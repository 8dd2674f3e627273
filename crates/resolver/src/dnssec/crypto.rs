//! Raw DNSSEC cryptography: key tags, DS digests and RRSIG verification
//! over the RFC 4034 §3.1.8.1 signed data.

use super::types::SignatureRecord;
use hickory_proto::dnssec::rdata::{DNSKEY, DS};
use hickory_proto::dnssec::PublicKey;
use hickory_proto::rr::{Name, Record};
use hickory_proto::serialize::binary::{BinEncodable, BinEncoder};
use ring::signature;
use rootward_domain::record::canonical_name;
use rootward_domain::ResolverError;
use sha2::{Digest, Sha256, Sha384};

pub(crate) fn dnskey_algorithm(dnskey: &DNSKEY) -> u8 {
    u8::from(<dyn PublicKey>::algorithm(dnskey.public_key()))
}

/// The DNSKEY rdata in wire form: flags, protocol, algorithm, key.
fn dnskey_rdata_wire(dnskey: &DNSKEY) -> Vec<u8> {
    let key_bytes = <dyn PublicKey>::public_bytes(dnskey.public_key());
    let mut wire = Vec::with_capacity(4 + key_bytes.len());
    wire.extend_from_slice(&dnskey.flags().to_be_bytes());
    wire.push(3);
    wire.push(dnskey_algorithm(dnskey));
    wire.extend_from_slice(key_bytes);
    wire
}

/// RFC 4034 appendix B key tag: ones-complement-ish checksum of the rdata.
pub(crate) fn key_tag(dnskey: &DNSKEY) -> u16 {
    let wire = dnskey_rdata_wire(dnskey);

    let mut accumulator: u32 = 0;
    for chunk in wire.chunks(2) {
        if chunk.len() == 2 {
            accumulator += u32::from(u16::from_be_bytes([chunk[0], chunk[1]]));
        } else {
            accumulator += u32::from(chunk[0]) << 8;
        }
    }

    accumulator += accumulator >> 16;
    (accumulator & 0xFFFF) as u16
}

/// Lowercased, uncompressed wire form of a name.
pub(crate) fn name_wire(name: &Name) -> Vec<u8> {
    let mut wire = Vec::with_capacity(name.len() + 1);
    for label in name.iter() {
        wire.push(label.len() as u8);
        wire.extend(label.iter().map(u8::to_ascii_lowercase));
    }
    wire.push(0);
    wire
}

/// Does this zone key match the delegation-signer record the parent holds
/// for it? Algorithm, key tag, and the digest over owner + rdata must all
/// line up.
pub(crate) fn dnskey_matches_ds(owner: &Name, dnskey: &DNSKEY, ds: &DS) -> bool {
    if ds.key_tag() != key_tag(dnskey) {
        return false;
    }
    if u8::from(ds.algorithm()) != dnskey_algorithm(dnskey) {
        return false;
    }

    let mut data = name_wire(owner);
    data.extend_from_slice(&dnskey_rdata_wire(dnskey));

    let computed = match u8::from(ds.digest_type()) {
        1 => ring::digest::digest(&ring::digest::SHA1_FOR_LEGACY_USE_ONLY, &data)
            .as_ref()
            .to_vec(),
        2 => Sha256::digest(&data).to_vec(),
        4 => Sha384::digest(&data).to_vec(),
        _ => return false,
    };

    computed == ds.digest()
}

/// The owner name an RRSIG actually signed: wildcard expansions are
/// reduced back to `*.<labels rightmost labels>` (RFC 4035 §5.3.2).
fn determine_name(owner: &Name, num_labels: u8) -> Name {
    if owner.num_labels() <= num_labels {
        return canonical_name(owner);
    }
    let trimmed = owner.trim_to(usize::from(num_labels));
    Name::from_ascii("*")
        .and_then(|star| star.append_domain(&trimmed))
        .unwrap_or(trimmed)
}

fn canonical_rdata(record: &Record) -> Result<Vec<u8>, ResolverError> {
    let mut buf = Vec::new();
    {
        let mut encoder = BinEncoder::new(&mut buf);
        encoder.set_canonical_names(true);
        record
            .data()
            .emit(&mut encoder)
            .map_err(|e| ResolverError::InvalidSignature(format!("cannot encode rdata: {e}")))?;
    }
    Ok(buf)
}

/// The signed data for one signature: the RRSIG rdata with the signature
/// field excluded, followed by the covered rrset in canonical form and
/// canonical order.
pub(crate) fn rrsig_signed_data(sig: &SignatureRecord) -> Result<Vec<u8>, ResolverError> {
    let mut data = Vec::new();
    data.extend_from_slice(&u16::from(sig.rtype).to_be_bytes());
    data.push(sig.algorithm);
    data.push(sig.labels);
    data.extend_from_slice(&sig.original_ttl.to_be_bytes());
    data.extend_from_slice(&sig.expiration.to_be_bytes());
    data.extend_from_slice(&sig.inception.to_be_bytes());
    data.extend_from_slice(&sig.key_tag.to_be_bytes());
    data.extend_from_slice(&name_wire(&sig.signer_name));

    let owner = determine_name(&sig.name, sig.labels);
    let owner_wire = name_wire(&owner);

    let mut rdatas = Vec::with_capacity(sig.rrset.len());
    for record in &sig.rrset {
        rdatas.push(canonical_rdata(record)?);
    }
    rdatas.sort();
    rdatas.dedup();

    for rdata in rdatas {
        data.extend_from_slice(&owner_wire);
        data.extend_from_slice(&u16::from(sig.rtype).to_be_bytes());
        data.extend_from_slice(&1u16.to_be_bytes());
        data.extend_from_slice(&sig.original_ttl.to_be_bytes());
        data.extend_from_slice(&(rdata.len() as u16).to_be_bytes());
        data.extend_from_slice(&rdata);
    }

    Ok(data)
}

/// Checks `sig` against `key`. `Ok(())` means the signature cryptographically
/// verifies; anything else is a reason it does not.
pub(crate) fn verify_signature(
    sig: &SignatureRecord,
    key: &DNSKEY,
) -> Result<(), ResolverError> {
    let data = rrsig_signed_data(sig)?;
    let key_bytes = <dyn PublicKey>::public_bytes(key.public_key());

    match sig.algorithm {
        // RSA/SHA-256 and RSA/SHA-512.
        8 => verify_rsa(&data, &sig.sig, key_bytes, &signature::RSA_PKCS1_2048_8192_SHA256),
        10 => verify_rsa(&data, &sig.sig, key_bytes, &signature::RSA_PKCS1_2048_8192_SHA512),
        // ECDSA P-256/SHA-256 and P-384/SHA-384; DNSKEY stores the bare
        // X||Y point, ring wants it tagged uncompressed.
        13 => verify_ecdsa(&data, &sig.sig, key_bytes, &signature::ECDSA_P256_SHA256_FIXED, 64),
        14 => verify_ecdsa(&data, &sig.sig, key_bytes, &signature::ECDSA_P384_SHA384_FIXED, 96),
        15 => verify_ed25519(&data, &sig.sig, key_bytes),
        other => Err(ResolverError::InvalidSignature(format!(
            "unsupported signing algorithm {other}"
        ))),
    }
}

fn verify_rsa(
    data: &[u8],
    sig: &[u8],
    key_bytes: &[u8],
    params: &'static signature::RsaParameters,
) -> Result<(), ResolverError> {
    let (exponent, modulus) = parse_rsa_key(key_bytes)?;
    let components = signature::RsaPublicKeyComponents {
        n: modulus,
        e: exponent,
    };
    components
        .verify(params, data, sig)
        .map_err(|_| ResolverError::InvalidSignature("RSA verification failed".into()))
}

fn verify_ecdsa(
    data: &[u8],
    sig: &[u8],
    key_bytes: &[u8],
    params: &'static signature::EcdsaVerificationAlgorithm,
    point_len: usize,
) -> Result<(), ResolverError> {
    if key_bytes.len() != point_len {
        return Err(ResolverError::InvalidSignature(format!(
            "ECDSA public key must be {point_len} bytes, got {}",
            key_bytes.len()
        )));
    }
    if sig.len() != point_len {
        return Err(ResolverError::InvalidSignature(format!(
            "ECDSA signature must be {point_len} bytes, got {}",
            sig.len()
        )));
    }

    let mut uncompressed = Vec::with_capacity(point_len + 1);
    uncompressed.push(0x04);
    uncompressed.extend_from_slice(key_bytes);

    signature::UnparsedPublicKey::new(params, uncompressed)
        .verify(data, sig)
        .map_err(|_| ResolverError::InvalidSignature("ECDSA verification failed".into()))
}

fn verify_ed25519(data: &[u8], sig: &[u8], key_bytes: &[u8]) -> Result<(), ResolverError> {
    if key_bytes.len() != 32 {
        return Err(ResolverError::InvalidSignature(
            "Ed25519 public key must be 32 bytes".into(),
        ));
    }
    signature::UnparsedPublicKey::new(&signature::ED25519, key_bytes)
        .verify(data, sig)
        .map_err(|_| ResolverError::InvalidSignature("Ed25519 verification failed".into()))
}

/// RFC 3110 wire form: a one- or three-byte exponent length, the exponent,
/// then the modulus.
fn parse_rsa_key(key_data: &[u8]) -> Result<(&[u8], &[u8]), ResolverError> {
    let Some(&first) = key_data.first() else {
        return Err(ResolverError::InvalidSignature("empty RSA public key".into()));
    };

    let (exp_len, exp_start) = if first == 0 {
        if key_data.len() < 3 {
            return Err(ResolverError::InvalidSignature(
                "RSA key too short for long form".into(),
            ));
        }
        (
            usize::from(u16::from_be_bytes([key_data[1], key_data[2]])),
            3,
        )
    } else {
        (usize::from(first), 1)
    };

    let exp_end = exp_start + exp_len;
    if exp_end >= key_data.len() {
        return Err(ResolverError::InvalidSignature(
            "RSA exponent extends beyond key data".into(),
        ));
    }

    Ok((&key_data[exp_start..exp_end], &key_data[exp_end..]))
}

#[cfg(test)]
mod tests {
    use super::*;
    use std::str::FromStr;

    #[test]
    fn name_wire_lowercases_and_terminates() {
        let name = Name::from_str("WwW.Example.COM.").unwrap();
        let wire = name_wire(&name);
        assert_eq!(
            wire,
            [
                &[3u8][..],
                b"www",
                &[7],
                b"example",
                &[3],
                b"com",
                &[0]
            ]
            .concat()
        );
    }

    #[test]
    fn root_name_wire_is_a_single_zero() {
        assert_eq!(name_wire(&Name::root()), vec![0]);
    }

    #[test]
    fn determine_name_reduces_wildcard_expansions() {
        let owner = Name::from_str("host.example.com.").unwrap();
        assert_eq!(determine_name(&owner, 3), canonical_name(&owner));
        assert_eq!(
            determine_name(&owner, 2).to_string(),
            "*.example.com."
        );
    }

    #[test]
    fn parse_rsa_key_handles_both_exponent_forms() {
        let short = [1u8, 0x03, 0xAA, 0xBB];
        let (e, n) = parse_rsa_key(&short).unwrap();
        assert_eq!(e, &[0x03]);
        assert_eq!(n, &[0xAA, 0xBB]);

        let long = [0u8, 0x00, 0x01, 0x03, 0xAA, 0xBB];
        let (e, n) = parse_rsa_key(&long).unwrap();
        assert_eq!(e, &[0x03]);
        assert_eq!(n, &[0xAA, 0xBB]);

        assert!(parse_rsa_key(&[]).is_err());
        assert!(parse_rsa_key(&[5, 1, 2]).is_err());
    }
}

▸ **WHAT THE EXERCISE ASKS**: Copy the lines above exactly, beginning at the line that has "pub(crate) fn key_tag(dnskey: &DNSKEY)" and stopping after the line that has "if chunk.len() == 2", and omit the rest.

▸ **YOUR SOLUTION**:
pub(crate) fn key_tag(dnskey: &DNSKEY) -> u16 {
    let wire = dnskey_rdata_wire(dnskey);

    let mut accumulator: u32 = 0;
    for chunk in wire.chunks(2) {
        if chunk.len() == 2 {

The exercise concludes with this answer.